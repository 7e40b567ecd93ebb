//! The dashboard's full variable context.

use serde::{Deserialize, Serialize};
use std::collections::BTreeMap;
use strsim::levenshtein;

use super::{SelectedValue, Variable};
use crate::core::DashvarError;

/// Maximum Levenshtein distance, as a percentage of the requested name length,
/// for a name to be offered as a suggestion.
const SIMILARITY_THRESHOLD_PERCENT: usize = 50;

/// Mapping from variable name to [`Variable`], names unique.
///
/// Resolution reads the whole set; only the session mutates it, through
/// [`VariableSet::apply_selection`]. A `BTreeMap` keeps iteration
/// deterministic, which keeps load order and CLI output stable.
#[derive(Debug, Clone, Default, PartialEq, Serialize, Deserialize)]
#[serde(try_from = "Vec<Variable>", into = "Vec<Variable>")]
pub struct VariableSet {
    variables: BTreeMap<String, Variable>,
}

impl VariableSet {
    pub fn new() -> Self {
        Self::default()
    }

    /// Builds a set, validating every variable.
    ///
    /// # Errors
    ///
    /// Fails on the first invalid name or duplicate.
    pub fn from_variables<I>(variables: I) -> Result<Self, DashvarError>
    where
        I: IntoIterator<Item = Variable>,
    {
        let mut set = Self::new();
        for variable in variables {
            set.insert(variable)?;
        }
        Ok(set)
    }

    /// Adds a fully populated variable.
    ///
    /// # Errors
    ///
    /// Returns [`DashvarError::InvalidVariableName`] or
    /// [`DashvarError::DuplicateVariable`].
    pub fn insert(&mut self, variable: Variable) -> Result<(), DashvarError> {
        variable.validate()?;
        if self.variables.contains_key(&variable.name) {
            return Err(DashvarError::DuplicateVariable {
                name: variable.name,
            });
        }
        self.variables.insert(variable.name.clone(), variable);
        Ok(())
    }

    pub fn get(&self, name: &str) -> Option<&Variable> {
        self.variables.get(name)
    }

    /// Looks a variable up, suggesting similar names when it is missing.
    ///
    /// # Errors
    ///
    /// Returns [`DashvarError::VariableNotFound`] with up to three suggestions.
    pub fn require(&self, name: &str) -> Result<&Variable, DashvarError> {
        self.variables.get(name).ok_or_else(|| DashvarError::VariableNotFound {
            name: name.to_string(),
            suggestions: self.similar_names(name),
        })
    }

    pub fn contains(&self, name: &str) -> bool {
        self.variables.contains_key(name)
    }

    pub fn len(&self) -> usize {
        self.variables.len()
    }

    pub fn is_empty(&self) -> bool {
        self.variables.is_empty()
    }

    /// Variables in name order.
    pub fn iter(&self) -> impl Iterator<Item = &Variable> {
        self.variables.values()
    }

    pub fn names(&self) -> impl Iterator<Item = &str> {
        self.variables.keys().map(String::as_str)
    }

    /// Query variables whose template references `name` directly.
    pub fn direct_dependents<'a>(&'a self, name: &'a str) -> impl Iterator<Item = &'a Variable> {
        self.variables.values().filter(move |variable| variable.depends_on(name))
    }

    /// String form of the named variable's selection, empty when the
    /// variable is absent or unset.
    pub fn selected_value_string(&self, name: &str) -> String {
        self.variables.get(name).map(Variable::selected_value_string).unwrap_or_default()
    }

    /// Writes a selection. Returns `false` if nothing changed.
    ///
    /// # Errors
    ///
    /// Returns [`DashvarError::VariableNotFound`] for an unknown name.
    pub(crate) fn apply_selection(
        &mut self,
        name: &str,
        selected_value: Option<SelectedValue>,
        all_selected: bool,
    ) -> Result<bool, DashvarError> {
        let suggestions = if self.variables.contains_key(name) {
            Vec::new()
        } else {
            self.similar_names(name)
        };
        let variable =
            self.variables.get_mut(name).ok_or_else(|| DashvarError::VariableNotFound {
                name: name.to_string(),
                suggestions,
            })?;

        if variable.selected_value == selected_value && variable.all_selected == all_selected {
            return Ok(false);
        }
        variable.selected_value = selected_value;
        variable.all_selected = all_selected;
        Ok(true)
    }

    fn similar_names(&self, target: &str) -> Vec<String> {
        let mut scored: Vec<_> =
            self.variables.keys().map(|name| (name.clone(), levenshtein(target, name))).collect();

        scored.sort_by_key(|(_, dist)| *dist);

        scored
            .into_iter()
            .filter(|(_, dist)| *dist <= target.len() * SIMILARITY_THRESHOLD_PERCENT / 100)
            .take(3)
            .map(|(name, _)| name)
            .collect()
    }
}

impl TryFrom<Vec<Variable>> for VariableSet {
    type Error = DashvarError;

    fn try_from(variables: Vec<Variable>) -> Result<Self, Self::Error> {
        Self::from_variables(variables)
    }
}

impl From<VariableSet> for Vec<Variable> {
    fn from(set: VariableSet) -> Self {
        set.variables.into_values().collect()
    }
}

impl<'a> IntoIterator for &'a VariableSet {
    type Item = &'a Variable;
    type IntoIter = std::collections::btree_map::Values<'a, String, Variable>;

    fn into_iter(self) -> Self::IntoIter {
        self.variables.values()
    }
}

++++++++++

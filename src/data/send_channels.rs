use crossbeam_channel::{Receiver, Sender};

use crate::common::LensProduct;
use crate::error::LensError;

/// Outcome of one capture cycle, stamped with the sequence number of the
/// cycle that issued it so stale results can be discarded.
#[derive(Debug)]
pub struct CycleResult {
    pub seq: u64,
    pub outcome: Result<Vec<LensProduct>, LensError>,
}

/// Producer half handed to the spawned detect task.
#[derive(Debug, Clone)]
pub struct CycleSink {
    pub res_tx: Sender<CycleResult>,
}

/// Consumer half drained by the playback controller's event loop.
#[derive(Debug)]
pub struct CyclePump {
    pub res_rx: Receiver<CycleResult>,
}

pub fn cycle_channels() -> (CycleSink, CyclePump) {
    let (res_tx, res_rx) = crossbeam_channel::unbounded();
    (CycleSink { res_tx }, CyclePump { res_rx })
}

++++++++++

:: Your goal ::
In the material above, how many lines have the word "crate"? Give that number and nothing else.

:: Response below ::
4